» HOW TO COMPLETE THIS TASK:
Verbatim, and with nothing else, reproduce the data below from its first line through the line containing "share one label.".

» MATERIAL FOR THE TASK:
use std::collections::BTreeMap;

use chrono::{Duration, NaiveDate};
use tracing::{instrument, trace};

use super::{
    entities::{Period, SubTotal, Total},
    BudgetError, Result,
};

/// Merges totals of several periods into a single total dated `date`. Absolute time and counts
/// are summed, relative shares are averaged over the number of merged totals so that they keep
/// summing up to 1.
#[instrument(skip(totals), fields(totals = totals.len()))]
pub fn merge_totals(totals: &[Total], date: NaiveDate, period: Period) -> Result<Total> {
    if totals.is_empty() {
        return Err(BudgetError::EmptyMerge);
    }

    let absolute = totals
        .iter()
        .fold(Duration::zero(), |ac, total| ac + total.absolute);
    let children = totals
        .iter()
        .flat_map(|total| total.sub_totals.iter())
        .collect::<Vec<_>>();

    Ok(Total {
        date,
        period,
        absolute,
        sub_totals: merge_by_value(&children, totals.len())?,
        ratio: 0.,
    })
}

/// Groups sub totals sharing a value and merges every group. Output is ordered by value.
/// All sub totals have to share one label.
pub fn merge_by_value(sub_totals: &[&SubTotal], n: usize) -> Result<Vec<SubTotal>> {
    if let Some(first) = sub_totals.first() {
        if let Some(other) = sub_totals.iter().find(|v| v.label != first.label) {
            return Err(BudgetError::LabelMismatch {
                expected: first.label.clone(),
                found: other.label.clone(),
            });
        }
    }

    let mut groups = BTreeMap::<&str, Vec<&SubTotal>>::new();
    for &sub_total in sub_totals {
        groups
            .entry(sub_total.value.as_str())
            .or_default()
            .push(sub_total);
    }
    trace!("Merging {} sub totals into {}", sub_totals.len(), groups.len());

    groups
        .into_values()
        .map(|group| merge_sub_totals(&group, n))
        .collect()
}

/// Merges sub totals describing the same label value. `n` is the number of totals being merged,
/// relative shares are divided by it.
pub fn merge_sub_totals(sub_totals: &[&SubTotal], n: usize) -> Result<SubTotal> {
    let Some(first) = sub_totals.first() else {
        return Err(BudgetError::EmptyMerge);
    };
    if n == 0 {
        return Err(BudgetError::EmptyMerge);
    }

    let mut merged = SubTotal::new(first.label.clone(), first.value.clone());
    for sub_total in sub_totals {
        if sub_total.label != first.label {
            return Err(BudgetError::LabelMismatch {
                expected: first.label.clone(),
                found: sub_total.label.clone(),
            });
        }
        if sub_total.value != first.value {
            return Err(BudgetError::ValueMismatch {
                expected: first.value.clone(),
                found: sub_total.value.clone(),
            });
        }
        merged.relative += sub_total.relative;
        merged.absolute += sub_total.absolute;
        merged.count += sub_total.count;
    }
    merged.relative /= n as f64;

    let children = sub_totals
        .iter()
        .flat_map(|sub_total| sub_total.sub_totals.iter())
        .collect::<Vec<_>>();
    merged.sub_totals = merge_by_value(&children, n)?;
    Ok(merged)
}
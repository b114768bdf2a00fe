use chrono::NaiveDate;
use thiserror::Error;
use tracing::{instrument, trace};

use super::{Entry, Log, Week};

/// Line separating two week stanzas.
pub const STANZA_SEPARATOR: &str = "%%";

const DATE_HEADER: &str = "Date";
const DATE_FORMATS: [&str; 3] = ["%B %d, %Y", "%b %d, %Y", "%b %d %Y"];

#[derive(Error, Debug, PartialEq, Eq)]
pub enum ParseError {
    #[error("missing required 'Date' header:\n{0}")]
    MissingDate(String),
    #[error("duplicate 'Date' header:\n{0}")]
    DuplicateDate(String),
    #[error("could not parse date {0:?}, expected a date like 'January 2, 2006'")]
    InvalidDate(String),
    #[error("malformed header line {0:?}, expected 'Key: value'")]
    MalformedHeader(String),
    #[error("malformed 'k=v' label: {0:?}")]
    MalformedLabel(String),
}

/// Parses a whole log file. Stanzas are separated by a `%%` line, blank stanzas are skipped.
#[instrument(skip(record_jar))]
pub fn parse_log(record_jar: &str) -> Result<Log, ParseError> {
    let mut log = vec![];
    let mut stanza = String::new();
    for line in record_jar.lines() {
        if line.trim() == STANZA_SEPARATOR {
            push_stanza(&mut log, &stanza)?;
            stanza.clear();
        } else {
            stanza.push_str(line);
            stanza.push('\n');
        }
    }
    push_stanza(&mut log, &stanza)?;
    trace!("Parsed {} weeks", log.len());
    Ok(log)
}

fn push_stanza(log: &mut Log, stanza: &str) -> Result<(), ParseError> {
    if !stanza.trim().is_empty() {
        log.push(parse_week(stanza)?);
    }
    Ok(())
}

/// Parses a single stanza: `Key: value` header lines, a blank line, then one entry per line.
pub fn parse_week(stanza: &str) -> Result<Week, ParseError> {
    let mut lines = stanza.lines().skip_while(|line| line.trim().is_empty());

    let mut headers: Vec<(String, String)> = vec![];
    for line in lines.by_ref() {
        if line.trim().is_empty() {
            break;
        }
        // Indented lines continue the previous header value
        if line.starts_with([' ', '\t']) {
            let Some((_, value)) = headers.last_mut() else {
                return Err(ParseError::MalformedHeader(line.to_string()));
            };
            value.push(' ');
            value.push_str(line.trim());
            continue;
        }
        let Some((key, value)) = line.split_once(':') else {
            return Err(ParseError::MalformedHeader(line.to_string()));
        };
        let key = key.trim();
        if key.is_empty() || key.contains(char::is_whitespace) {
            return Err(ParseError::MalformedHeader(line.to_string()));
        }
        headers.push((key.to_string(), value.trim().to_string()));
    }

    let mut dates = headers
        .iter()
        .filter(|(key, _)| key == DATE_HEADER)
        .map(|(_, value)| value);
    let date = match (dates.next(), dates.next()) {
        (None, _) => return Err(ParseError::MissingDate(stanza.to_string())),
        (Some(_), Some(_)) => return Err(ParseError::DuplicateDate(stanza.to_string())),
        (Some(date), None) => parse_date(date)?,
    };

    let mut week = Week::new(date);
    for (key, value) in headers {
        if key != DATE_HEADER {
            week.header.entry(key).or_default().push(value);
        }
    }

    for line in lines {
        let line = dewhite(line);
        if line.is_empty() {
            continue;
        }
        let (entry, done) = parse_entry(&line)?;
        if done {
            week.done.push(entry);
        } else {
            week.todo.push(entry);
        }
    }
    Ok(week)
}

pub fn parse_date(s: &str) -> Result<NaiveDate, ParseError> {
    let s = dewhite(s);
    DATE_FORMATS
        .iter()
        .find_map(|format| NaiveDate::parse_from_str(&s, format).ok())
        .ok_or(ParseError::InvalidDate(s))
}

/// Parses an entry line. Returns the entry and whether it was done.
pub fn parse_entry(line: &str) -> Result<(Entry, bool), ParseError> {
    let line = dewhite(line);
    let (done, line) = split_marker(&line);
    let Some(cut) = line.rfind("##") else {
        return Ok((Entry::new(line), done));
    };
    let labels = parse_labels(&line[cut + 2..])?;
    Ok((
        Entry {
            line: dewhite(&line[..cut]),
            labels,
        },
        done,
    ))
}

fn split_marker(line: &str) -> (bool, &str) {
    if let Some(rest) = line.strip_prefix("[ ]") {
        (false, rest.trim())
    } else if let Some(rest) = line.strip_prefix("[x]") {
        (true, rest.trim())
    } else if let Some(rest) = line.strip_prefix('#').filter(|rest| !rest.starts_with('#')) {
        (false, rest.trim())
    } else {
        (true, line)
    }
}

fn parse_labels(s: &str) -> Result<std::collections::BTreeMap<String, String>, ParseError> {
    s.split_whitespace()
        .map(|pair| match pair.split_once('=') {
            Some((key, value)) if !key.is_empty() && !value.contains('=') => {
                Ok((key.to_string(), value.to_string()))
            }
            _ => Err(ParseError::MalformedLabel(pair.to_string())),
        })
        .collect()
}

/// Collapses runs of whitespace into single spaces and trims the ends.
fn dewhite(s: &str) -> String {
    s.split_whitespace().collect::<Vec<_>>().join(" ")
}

» RESPONSE AREA:
use std::collections::BTreeMap;

use chrono::{Duration, NaiveDate};
use tracing::{instrument, trace};

use super::{
    entities::{Period, SubTotal, Total},
    BudgetError, Result,
};

/// Merges totals of several periods into a single total dated `date`. Absolute time and counts
/// are summed, relative shares are averaged over the number of merged totals so that they keep
/// summing up to 1.
#[instrument(skip(totals), fields(totals = totals.len()))]
pub fn merge_totals(totals: &[Total], date: NaiveDate, period: Period) -> Result<Total> {
    if totals.is_empty() {
        return Err(BudgetError::EmptyMerge);
    }

    let absolute = totals
        .iter()
        .fold(Duration::zero(), |ac, total| ac + total.absolute);
    let children = totals
        .iter()
        .flat_map(|total| total.sub_totals.iter())
        .collect::<Vec<_>>();

    Ok(Total {
        date,
        period,
        absolute,
        sub_totals: merge_by_value(&children, totals.len())?,
        ratio: 0.,
    })
}

/// Groups sub totals sharing a value and merges every group. Output is ordered by value.
/// All sub totals have to share one label.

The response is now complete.